• EXERCISE DIRECTIONS: Your task is to copy the lines of the data below from the line holding "(result, duration)" through the line holding "filename src/matrix/operations.rs", inclusive, exactly and with nothing added.

• THE DATA:
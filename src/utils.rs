//! Вспомогательные функции и утилиты

use std::time::{Duration, Instant};

/// Измеряет время выполнения функции
pub fn measure_time<F, T>(f: F) -> (T, Duration)
where
    F: FnOnce() -> T,
{
    let start = Instant::now();
    let result = f();
    let duration = start.elapsed();
    (result, duration)
}

/// Переводит длительность в миллисекунды
pub fn as_millis_f64(duration: Duration) -> f64 {
    duration.as_secs_f64() * 1000.0
}

/// Секундомер на монотонных часах.
///
/// Несколько интервалов start/stop суммируются до `reset`.
#[derive(Debug, Default, Clone)]
pub struct StopWatch {
    started: Option<Instant>,
    accumulated: Duration,
}

impl StopWatch {
    pub fn new() -> Self {
        Self::default()
    }

    pub fn start(&mut self) {
        if self.started.is_none() {
            self.started = Some(Instant::now());
        }
    }

    pub fn stop(&mut self) {
        if let Some(started) = self.started.take() {
            self.accumulated += started.elapsed();
        }
    }

    pub fn reset(&mut self) {
        self.started = None;
        self.accumulated = Duration::ZERO;
    }

    pub fn is_running(&self) -> bool {
        self.started.is_some()
    }

    /// Накопленное время, включая текущий незавершенный интервал
    pub fn elapsed(&self) -> Duration {
        match self.started {
            Some(started) => self.accumulated + started.elapsed(),
            None => self.accumulated,
        }
    }

    pub fn elapsed_ms(&self) -> f64 {
        as_millis_f64(self.elapsed())
    }
}
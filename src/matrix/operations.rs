//! Операции над матрицами

use super::types::{Matrix, MatrixError};
use crate::report::Accuracy;
use rand::Rng;

/// Верхняя граница целочисленного источника случайных чисел.
///
/// 24 бита помещаются в мантиссу f32 без округления, поэтому
/// `x * (1 / RAND_MAX)` для `x < RAND_MAX` всегда строго меньше 1.
pub const RAND_MAX: u32 = (1 << 24) - 1;

/// Заполняет матрицу равномерно распределенными значениями из [0, 1)
pub fn fill_random(matrix: &mut Matrix) {
    let scalar = 1.0f32 / RAND_MAX as f32;
    let mut rng = rand::thread_rng();
    for value in matrix.as_mut_slice() {
        *value = scalar * rng.gen_range(0..RAND_MAX) as f32;
    }
}

impl Matrix {
    /// Выделяет матрицу и заполняет ее случайными значениями из [0, 1)
    pub fn random(rows: usize, cols: usize) -> Result<Self, MatrixError> {
        let mut m = Self::zeros(rows, cols)?;
        fill_random(&mut m);
        Ok(m)
    }
}

/// CPU реализация матричного умножения (эталон для сравнения).
///
/// Накопление идет в f32 в порядке возрастания k, как в ядре `multMat_GPU`.
pub fn cpu_matrix_multiply(a: &Matrix, b: &Matrix) -> Result<Matrix, MatrixError> {
    a.ensure_multipliable(b)?;

    let (m, k_dim, n) = (a.rows(), a.cols(), b.cols());
    let mut c = Matrix::zeros(m, n)?;
    let (a, b) = (a.as_slice(), b.as_slice());
    let out = c.as_mut_slice();

    for row in 0..m {
        for col in 0..n {
            let mut sum = 0.0f32;
            for k in 0..k_dim {
                sum += a[row * k_dim + k] * b[k * n + col];
            }
            out[row * n + col] = sum;
        }
    }

    Ok(c)
}

/// Сравнивает результаты GPU и CPU вычислений.
///
/// Просмотр идет построчно и останавливается на первом элементе, для которого
/// `|gold - computed| > epsilon`. NaN считается расхождением.
pub fn compare_results(gold: &Matrix, computed: &Matrix, epsilon: f32) -> Result<Accuracy, MatrixError> {
    if gold.shape() != computed.shape() {
        return Err(MatrixError::ShapeMismatch {
            a_rows: gold.rows(),
            a_cols: gold.cols(),
            b_rows: computed.rows(),
            b_cols: computed.cols(),
        });
    }

    let cols = gold.cols();
    let pairs = gold.as_slice().iter().zip(computed.as_slice());
    for (idx, (&expected, &actual)) in pairs.enumerate() {
        let within = (expected - actual).abs() <= epsilon;
        if !within {
            return Ok(Accuracy::Mismatch {
                row: idx / cols,
                col: idx % cols,
                expected,
                actual,
            });
        }
    }

    Ok(Accuracy::WithinTolerance)
}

• REPLY TO THE TASK:
    (result, duration)
}

/// Переводит длительность в миллисекунды
pub fn as_millis_f64(duration: Duration) -> f64 {
    duration.as_secs_f64() * 1000.0
}

/// Секундомер на монотонных часах.
///
/// Несколько интервалов start/stop суммируются до `reset`.
#[derive(Debug, Default, Clone)]
pub struct StopWatch {
    started: Option<Instant>,
    accumulated: Duration,
}

impl StopWatch {
    pub fn new() -> Self {
        Self::default()
    }

    pub fn start(&mut self) {
        if self.started.is_none() {
            self.started = Some(Instant::now());
        }
    }

    pub fn stop(&mut self) {
        if let Some(started) = self.started.take() {
            self.accumulated += started.elapsed();
        }
    }

    pub fn reset(&mut self) {
        self.started = None;
        self.accumulated = Duration::ZERO;
    }

    pub fn is_running(&self) -> bool {
        self.started.is_some()
    }

    /// Накопленное время, включая текущий незавершенный интервал
    pub fn elapsed(&self) -> Duration {
        match self.started {
            Some(started) => self.accumulated + started.elapsed(),
            None => self.accumulated,
        }
    }

    pub fn elapsed_ms(&self) -> f64 {
        as_millis_f64(self.elapsed())
    }
}
filename src/matrix/operations.rs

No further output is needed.